(Saved data entries)

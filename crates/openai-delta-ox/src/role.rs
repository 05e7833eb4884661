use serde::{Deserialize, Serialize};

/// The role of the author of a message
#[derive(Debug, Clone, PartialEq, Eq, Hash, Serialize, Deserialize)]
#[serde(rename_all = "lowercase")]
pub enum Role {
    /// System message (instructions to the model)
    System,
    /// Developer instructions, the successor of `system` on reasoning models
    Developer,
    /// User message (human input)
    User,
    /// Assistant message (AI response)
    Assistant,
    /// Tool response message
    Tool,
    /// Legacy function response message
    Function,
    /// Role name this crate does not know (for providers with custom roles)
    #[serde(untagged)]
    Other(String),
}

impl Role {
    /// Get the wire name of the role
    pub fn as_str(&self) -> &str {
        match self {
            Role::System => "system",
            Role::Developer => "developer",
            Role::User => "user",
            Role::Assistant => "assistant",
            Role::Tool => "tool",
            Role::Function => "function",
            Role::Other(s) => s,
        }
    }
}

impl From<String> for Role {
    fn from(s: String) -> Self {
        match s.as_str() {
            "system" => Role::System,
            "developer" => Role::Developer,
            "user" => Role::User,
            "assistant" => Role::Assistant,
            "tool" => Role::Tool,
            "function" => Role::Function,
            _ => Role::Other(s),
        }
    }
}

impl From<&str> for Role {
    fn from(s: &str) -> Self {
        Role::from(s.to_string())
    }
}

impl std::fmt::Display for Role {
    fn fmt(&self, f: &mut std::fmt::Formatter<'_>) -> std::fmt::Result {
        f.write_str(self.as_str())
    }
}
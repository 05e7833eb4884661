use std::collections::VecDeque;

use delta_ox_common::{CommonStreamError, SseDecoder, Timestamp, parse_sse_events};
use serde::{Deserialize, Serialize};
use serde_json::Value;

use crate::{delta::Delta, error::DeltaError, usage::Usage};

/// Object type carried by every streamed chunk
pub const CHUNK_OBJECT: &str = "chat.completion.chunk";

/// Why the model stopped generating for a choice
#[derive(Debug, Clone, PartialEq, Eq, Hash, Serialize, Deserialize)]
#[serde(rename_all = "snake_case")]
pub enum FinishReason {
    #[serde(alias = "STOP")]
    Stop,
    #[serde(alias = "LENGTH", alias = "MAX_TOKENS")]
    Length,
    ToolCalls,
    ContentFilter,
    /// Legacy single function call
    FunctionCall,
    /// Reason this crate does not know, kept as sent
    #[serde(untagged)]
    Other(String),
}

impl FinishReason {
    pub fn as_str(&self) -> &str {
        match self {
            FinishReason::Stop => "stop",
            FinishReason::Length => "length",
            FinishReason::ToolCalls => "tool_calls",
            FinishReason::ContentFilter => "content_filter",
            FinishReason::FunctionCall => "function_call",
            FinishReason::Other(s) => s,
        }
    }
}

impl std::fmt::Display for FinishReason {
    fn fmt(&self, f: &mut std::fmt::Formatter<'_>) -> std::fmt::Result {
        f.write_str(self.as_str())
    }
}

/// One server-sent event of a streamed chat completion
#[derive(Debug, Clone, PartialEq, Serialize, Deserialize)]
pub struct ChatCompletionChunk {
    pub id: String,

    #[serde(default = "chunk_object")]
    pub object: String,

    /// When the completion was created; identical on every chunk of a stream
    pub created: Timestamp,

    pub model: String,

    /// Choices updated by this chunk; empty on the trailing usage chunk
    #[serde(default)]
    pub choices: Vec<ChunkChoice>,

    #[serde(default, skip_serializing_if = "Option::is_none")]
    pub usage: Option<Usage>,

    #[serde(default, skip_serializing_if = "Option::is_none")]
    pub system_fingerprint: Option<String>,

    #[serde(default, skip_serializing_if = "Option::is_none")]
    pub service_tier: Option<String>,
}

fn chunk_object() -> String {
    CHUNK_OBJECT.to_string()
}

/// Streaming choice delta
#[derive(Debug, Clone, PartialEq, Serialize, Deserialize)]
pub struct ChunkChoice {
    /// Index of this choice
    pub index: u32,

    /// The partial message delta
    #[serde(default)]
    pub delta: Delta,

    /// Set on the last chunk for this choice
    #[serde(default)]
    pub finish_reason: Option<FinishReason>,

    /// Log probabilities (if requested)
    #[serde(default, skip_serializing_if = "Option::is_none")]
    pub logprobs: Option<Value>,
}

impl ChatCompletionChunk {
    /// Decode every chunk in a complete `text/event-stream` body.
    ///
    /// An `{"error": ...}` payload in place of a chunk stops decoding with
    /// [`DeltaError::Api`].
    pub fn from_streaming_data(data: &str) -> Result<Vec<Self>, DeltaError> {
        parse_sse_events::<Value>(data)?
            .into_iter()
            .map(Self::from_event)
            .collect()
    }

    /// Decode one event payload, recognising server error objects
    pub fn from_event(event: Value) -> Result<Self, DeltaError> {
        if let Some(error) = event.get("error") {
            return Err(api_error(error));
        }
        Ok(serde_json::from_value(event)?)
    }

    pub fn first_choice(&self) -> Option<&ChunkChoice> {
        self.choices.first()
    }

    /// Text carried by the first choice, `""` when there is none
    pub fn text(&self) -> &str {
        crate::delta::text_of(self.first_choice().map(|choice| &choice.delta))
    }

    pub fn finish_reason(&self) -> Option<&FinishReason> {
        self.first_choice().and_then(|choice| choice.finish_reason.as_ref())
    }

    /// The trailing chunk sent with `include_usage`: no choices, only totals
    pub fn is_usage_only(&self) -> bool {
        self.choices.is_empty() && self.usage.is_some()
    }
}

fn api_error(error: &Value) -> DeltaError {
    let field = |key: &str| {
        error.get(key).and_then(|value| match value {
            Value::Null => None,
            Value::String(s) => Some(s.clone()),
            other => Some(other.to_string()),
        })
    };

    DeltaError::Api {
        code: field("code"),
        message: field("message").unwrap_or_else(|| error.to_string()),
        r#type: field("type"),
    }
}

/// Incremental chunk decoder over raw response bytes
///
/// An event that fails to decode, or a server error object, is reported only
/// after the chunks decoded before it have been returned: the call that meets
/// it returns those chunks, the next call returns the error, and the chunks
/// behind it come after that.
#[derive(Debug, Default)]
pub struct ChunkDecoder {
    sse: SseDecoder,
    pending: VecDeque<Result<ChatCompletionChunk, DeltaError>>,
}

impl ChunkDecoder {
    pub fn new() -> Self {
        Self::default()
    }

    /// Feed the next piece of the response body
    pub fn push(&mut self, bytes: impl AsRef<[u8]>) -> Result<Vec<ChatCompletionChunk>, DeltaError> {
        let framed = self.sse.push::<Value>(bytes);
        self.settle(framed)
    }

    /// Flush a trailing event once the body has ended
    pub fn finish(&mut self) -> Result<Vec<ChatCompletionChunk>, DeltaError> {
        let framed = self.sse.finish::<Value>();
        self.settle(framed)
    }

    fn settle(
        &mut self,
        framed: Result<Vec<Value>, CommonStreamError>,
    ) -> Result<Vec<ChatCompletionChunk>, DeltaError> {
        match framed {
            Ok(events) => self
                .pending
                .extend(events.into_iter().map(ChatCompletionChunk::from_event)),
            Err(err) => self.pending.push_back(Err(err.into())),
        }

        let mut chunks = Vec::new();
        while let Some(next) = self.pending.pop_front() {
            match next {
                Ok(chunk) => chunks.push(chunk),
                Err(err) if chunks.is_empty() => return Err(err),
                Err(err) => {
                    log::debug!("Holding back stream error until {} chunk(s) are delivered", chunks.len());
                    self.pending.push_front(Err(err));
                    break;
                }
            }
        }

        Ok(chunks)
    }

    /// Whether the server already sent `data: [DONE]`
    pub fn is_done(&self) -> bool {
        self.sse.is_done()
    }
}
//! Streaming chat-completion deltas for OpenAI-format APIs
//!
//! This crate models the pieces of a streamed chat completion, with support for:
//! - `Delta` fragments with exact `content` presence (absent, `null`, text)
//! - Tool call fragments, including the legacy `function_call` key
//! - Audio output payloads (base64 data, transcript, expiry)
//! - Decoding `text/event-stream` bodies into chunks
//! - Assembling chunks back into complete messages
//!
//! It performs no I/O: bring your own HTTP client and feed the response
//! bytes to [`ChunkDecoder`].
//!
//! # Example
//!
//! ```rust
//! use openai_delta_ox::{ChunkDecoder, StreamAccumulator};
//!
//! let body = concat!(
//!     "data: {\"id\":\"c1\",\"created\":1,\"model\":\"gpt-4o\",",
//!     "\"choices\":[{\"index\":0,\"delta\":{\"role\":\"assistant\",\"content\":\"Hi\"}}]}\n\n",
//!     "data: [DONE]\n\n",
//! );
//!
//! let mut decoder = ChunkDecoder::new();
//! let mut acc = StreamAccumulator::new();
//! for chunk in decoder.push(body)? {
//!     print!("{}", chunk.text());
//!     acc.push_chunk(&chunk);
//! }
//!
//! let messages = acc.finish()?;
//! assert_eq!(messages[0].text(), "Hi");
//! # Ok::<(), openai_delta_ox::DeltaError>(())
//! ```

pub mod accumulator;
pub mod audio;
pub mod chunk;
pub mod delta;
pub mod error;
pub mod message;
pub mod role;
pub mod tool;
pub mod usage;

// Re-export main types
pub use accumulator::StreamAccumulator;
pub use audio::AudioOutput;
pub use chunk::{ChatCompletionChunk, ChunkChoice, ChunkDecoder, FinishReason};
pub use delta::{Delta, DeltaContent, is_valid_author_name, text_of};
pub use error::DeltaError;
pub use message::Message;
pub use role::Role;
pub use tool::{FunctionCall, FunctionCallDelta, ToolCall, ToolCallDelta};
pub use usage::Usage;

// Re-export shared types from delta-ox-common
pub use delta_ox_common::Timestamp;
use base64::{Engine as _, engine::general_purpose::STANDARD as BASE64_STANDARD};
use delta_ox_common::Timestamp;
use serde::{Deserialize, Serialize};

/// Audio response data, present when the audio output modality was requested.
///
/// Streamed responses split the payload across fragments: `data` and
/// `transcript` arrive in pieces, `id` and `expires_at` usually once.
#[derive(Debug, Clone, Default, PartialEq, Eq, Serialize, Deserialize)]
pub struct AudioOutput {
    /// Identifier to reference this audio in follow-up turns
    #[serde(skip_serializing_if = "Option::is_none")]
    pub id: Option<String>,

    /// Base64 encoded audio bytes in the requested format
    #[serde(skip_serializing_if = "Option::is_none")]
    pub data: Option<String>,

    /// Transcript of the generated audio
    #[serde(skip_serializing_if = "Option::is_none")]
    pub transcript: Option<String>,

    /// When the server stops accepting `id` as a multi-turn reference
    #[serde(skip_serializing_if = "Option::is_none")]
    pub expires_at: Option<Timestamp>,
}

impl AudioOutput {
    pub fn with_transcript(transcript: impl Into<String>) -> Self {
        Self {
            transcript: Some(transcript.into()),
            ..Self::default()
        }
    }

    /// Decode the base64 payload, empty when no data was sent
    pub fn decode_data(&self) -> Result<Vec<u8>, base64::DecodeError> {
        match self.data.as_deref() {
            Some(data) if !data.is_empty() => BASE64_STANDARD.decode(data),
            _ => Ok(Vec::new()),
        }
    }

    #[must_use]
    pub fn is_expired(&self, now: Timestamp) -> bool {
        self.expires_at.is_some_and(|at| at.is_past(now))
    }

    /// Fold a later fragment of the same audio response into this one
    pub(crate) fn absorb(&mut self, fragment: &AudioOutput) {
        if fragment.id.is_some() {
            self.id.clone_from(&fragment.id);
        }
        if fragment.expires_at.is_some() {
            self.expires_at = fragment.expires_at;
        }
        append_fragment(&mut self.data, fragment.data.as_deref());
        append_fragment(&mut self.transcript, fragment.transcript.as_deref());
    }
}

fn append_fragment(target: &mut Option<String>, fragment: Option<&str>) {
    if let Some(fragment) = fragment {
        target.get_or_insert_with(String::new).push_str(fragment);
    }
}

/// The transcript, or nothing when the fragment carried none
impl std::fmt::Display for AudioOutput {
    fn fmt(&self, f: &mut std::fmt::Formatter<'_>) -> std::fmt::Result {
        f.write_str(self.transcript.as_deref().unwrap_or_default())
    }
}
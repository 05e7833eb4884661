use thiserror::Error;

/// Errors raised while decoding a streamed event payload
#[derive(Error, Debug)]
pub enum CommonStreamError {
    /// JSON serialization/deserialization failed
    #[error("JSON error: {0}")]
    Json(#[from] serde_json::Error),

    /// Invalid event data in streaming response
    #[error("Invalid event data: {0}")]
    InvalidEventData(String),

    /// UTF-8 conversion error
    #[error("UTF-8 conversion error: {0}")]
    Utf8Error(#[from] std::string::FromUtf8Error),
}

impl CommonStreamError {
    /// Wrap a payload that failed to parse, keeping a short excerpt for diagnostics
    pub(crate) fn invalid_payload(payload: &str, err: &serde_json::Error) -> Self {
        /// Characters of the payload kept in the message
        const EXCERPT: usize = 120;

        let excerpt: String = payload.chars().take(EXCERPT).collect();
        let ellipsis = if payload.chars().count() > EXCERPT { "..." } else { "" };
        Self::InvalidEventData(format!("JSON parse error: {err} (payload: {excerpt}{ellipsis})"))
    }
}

▶ **Work to be completed**: Write down again the exact lines running from the beginning of the data to the line containing "every streamed chunk", with both ends included.

▶ **Task answer**:
filename crates/openai-delta-ox/src/role.rs
repository 05e7833eb4884661
use serde::{Deserialize, Serialize};

/// The role of the author of a message
#[derive(Debug, Clone, PartialEq, Eq, Hash, Serialize, Deserialize)]
#[serde(rename_all = "lowercase")]
pub enum Role {
    /// System message (instructions to the model)
    System,
    /// Developer instructions, the successor of `system` on reasoning models
    Developer,
    /// User message (human input)
    User,
    /// Assistant message (AI response)
    Assistant,
    /// Tool response message
    Tool,
    /// Legacy function response message
    Function,
    /// Role name this crate does not know (for providers with custom roles)
    #[serde(untagged)]
    Other(String),
}

impl Role {
    /// Get the wire name of the role
    pub fn as_str(&self) -> &str {
        match self {
            Role::System => "system",
            Role::Developer => "developer",
            Role::User => "user",
            Role::Assistant => "assistant",
            Role::Tool => "tool",
            Role::Function => "function",
            Role::Other(s) => s,
        }
    }
}

impl From<String> for Role {
    fn from(s: String) -> Self {
        match s.as_str() {
            "system" => Role::System,
            "developer" => Role::Developer,
            "user" => Role::User,
            "assistant" => Role::Assistant,
            "tool" => Role::Tool,
            "function" => Role::Function,
            _ => Role::Other(s),
        }
    }
}

impl From<&str> for Role {
    fn from(s: &str) -> Self {
        Role::from(s.to_string())
    }
}

impl std::fmt::Display for Role {
    fn fmt(&self, f: &mut std::fmt::Formatter<'_>) -> std::fmt::Result {
        f.write_str(self.as_str())
    }
}
repository 05e7833eb4884661
use std::collections::VecDeque;

use delta_ox_common::{CommonStreamError, SseDecoder, Timestamp, parse_sse_events};
use serde::{Deserialize, Serialize};
use serde_json::Value;

use crate::{delta::Delta, error::DeltaError, usage::Usage};

/// Object type carried by every streamed chunk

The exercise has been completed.